The area to be cast should be encased in ordinary absorbent cotton of the thickness in which it comes rolled, putting an extra pad over all marked bony prominences, and a roller gauze bandage applied to hold it in place and snug to the part. Under no consideration do I advise the use of flannel bandage or the ordinary sheet wadding cotton that are recommended by some authors, because padding with these materials is always conducive to applying a cast far too tightly, especially in fractures where the swelling increases after application thereby causing constriction of the limb and interference with circulation. The regular absorbent cotton as padding beneath a cast is always best for it is almost impossible to apply a cast too tightly when it is used.

The bandage should be completely submerged on its side, and should remain so until the bubbles cease to come off, which time takes place most readily in the properly rolled dressing. When the bubbling has ceased, the bandage is lifted out of the pail and squeezed with the hands merely to free it of the excessive water, the end is found and handed to the operator ready to apply. No undue traction should be made in applying the successive turns of the bandage, though it must be remembered the cast should fit snugly to the part, and the ordinary rules of simple roller bandaging followed, except that the reverse spirals are unnecessary. The assistant should constantly rub the layers as they are applied by the operator, as this not only helps the cast to fit more snugly, but also makes the rough edges of the bandage adhere more firmly to the layer beneath, thereby making a smoother cast.

As a rule there need be no dread of an increased swelling beneath the bandage because usually several hours have elapsed after the injury before the physician has arrived and made preparations to apply the plaster. Indeed, one of the best means of limiting swelling after a fracture is the prompt application of a plaster of Paris bandage. If there is any concern that the cast is too tight, while the plaster is still soft it can be easily cut through the entire length with a knife, and thus relieve the pressure existing. Also it is a good plan to cut a window or opening over the sight of injury, which would in no way harm the object of the cast and would allow a gentle massage to the part. A neat finish may be given to the edges of a plaster cast by turning over the ends of the cotton, in cuff-like fashion and held in the grasp of the last few turns of the plaster at either end.

On clothing you will find it best to allow the plaster to dry before removing, while on furniture or the hands it is readily removed by washing off in warm water. The water in which the bandages were immersed contains, of course, considerable plaster, and under no circumstances should this be emptied into a sink or waste pipe for it will certainly demand the services of a plumber. The water may be poured out on the ground and the paste shaken into a refuse barrel or ash pile. The best way to remove a cast is to moisten it with water or vinegar along the path of the knife. I might add that all patients are in constant fear of being cut either while you are trimming, cutting windows, or removing the cast, but because of the cotton padding underneath you will find that it is almost an impossibility. Care, of course, should be taken that the knife does not slip in any of these procedures and come in contact with the unprotected parts.

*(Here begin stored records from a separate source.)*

use std::time::Duration;

use thiserror::Error;
use tokio::sync::watch;
use tokio::task::JoinHandle;
use tracing::{info, warn};

use crate::domain::SoilReading;

pub const DEFAULT_ENDPOINT: &str = "http://localhost:3000/api/latest";
pub const DEFAULT_INTERVAL_SECS: u64 = 5;
pub const DEFAULT_REQUEST_TIMEOUT_SECS: u64 = 5;
pub const DEFAULT_MAX_ATTEMPTS: u32 = 3;
pub const DEFAULT_INITIAL_BACKOFF_MS: u64 = 500;

/// Configuration for the consumer-side poll loop.
#[derive(Debug, Clone)]
pub struct PollConfig {
    /// Full URL of the relay's latest-reading endpoint
    pub endpoint: String,
    /// Delay between poll cycles
    pub interval: Duration,
    /// Timeout applied to each outbound fetch
    pub request_timeout: Duration,
    /// Attempts per cycle before reporting a connection failure
    pub max_attempts: u32,
    /// Backoff before the second attempt; doubles each retry
    pub initial_backoff: Duration,
}

impl Default for PollConfig {
    fn default() -> Self {
        Self {
            endpoint: DEFAULT_ENDPOINT.to_string(),
            interval: Duration::from_secs(DEFAULT_INTERVAL_SECS),
            request_timeout: Duration::from_secs(DEFAULT_REQUEST_TIMEOUT_SECS),
            max_attempts: DEFAULT_MAX_ATTEMPTS,
            initial_backoff: Duration::from_millis(DEFAULT_INITIAL_BACKOFF_MS),
        }
    }
}

impl PollConfig {
    /// Build a config from `RELAY_URL` and `POLL_INTERVAL_SECS`, keeping
    /// defaults for anything unset or unparseable.
    pub fn from_env() -> Self {
        let mut config = Self::default();
        if let Ok(base) = std::env::var("RELAY_URL") {
            config.endpoint = format!("{}/api/latest", base.trim_end_matches('/'));
        }
        if let Some(secs) = std::env::var("POLL_INTERVAL_SECS")
            .ok()
            .and_then(|raw| raw.parse::<u64>().ok())
        {
            config.interval = Duration::from_secs(secs);
        }
        config
    }
}

/// Poll-side errors
#[derive(Debug, Error)]
pub enum PollError {
    #[error("failed to build HTTP client: {0}")]
    Client(reqwest::Error),

    #[error("fetch failed after {attempts} attempts: {last}")]
    RetriesExhausted {
        attempts: u32,
        #[source]
        last: reqwest::Error,
    },
}

/// Handle to a running poll loop.
///
/// The loop fetches the latest reading on a fixed interval and publishes it
/// on a watch channel. Fetches are sequential: a new cycle never overlaps an
/// in-flight request. `stop` cancels the loop and waits for the task, so no
/// timer or request is left dangling after teardown.
pub struct Poller {
    task: JoinHandle<()>,
    shutdown: watch::Sender<bool>,
    latest: watch::Receiver<Option<SoilReading>>,
}

impl Poller {
    /// Spawn the poll loop on the current tokio runtime.
    pub fn spawn(config: PollConfig) -> Result<Self, PollError> {
        let client = reqwest::Client::builder()
            .timeout(config.request_timeout)
            .build()
            .map_err(PollError::Client)?;

        let (shutdown_tx, mut shutdown_rx) = watch::channel(false);
        let (latest_tx, latest_rx) = watch::channel(None);

        let task = tokio::spawn(async move {
            info!(endpoint = %config.endpoint, interval_ms = config.interval.as_millis() as u64, "Poll loop starting");
            let mut ticker = tokio::time::interval(config.interval);
            ticker.set_missed_tick_behavior(tokio::time::MissedTickBehavior::Delay);

            loop {
                tokio::select! {
                    _ = ticker.tick() => {}
                    _ = shutdown_rx.changed() => break,
                }

                tokio::select! {
                    result = fetch_with_backoff(&client, &config) => match result {
                        Ok(reading) => {
                            let _ = latest_tx.send(Some(reading));
                        }
                        Err(err) => {
                            warn!(error = %err, "Poll cycle failed");
                        }
                    },
                    _ = shutdown_rx.changed() => break,
                }
            }
            info!("Poll loop stopped");
        });

        Ok(Self {
            task,
            shutdown: shutdown_tx,
            latest: latest_rx,
        })
    }

    /// Subscribe to the most recently fetched reading.
    pub fn latest(&self) -> watch::Receiver<Option<SoilReading>> {
        self.latest.clone()
    }

    /// Cancel the loop and wait for the task to finish.
    pub async fn stop(self) {
        let _ = self.shutdown.send(true);
        let _ = self.task.await;
    }
}

/// Bounded retry with exponential backoff: a fixed number of attempts,
/// doubling the delay after each failure.
async fn fetch_with_backoff(
    client: &reqwest::Client,
    config: &PollConfig,
) -> Result<SoilReading, PollError> {
    let mut delay = config.initial_backoff;
    let mut attempt = 1;
    loop {
        match fetch_once(client, &config.endpoint).await {
            Ok(reading) => return Ok(reading),
            Err(err) if attempt < config.max_attempts => {
                warn!(attempt, error = %err, "Fetch attempt failed, backing off");
                tokio::time::sleep(delay).await;
                delay *= 2;
                attempt += 1;
            }
            Err(last) => {
                return Err(PollError::RetriesExhausted {
                    attempts: attempt,
                    last,
                })
            }
        }
    }
}

async fn fetch_once(client: &reqwest::Client, endpoint: &str) -> Result<SoilReading, reqwest::Error> {
    client
        .get(endpoint)
        .send()
        .await?
        .error_for_status()?
        .json::<SoilReading>()
        .await
}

In general, for fractures of the extremities it is best to apply the plaster with the patient in the recumbent position to secure complete muscular relaxation, and the part to be cast should be supported by an assistant. It is also a general rule that in fractures of the shaft of the long bones, especially of the lower extremities, the plaster bandage should be applied to include the adjacent articulation and extend well beyond the joints.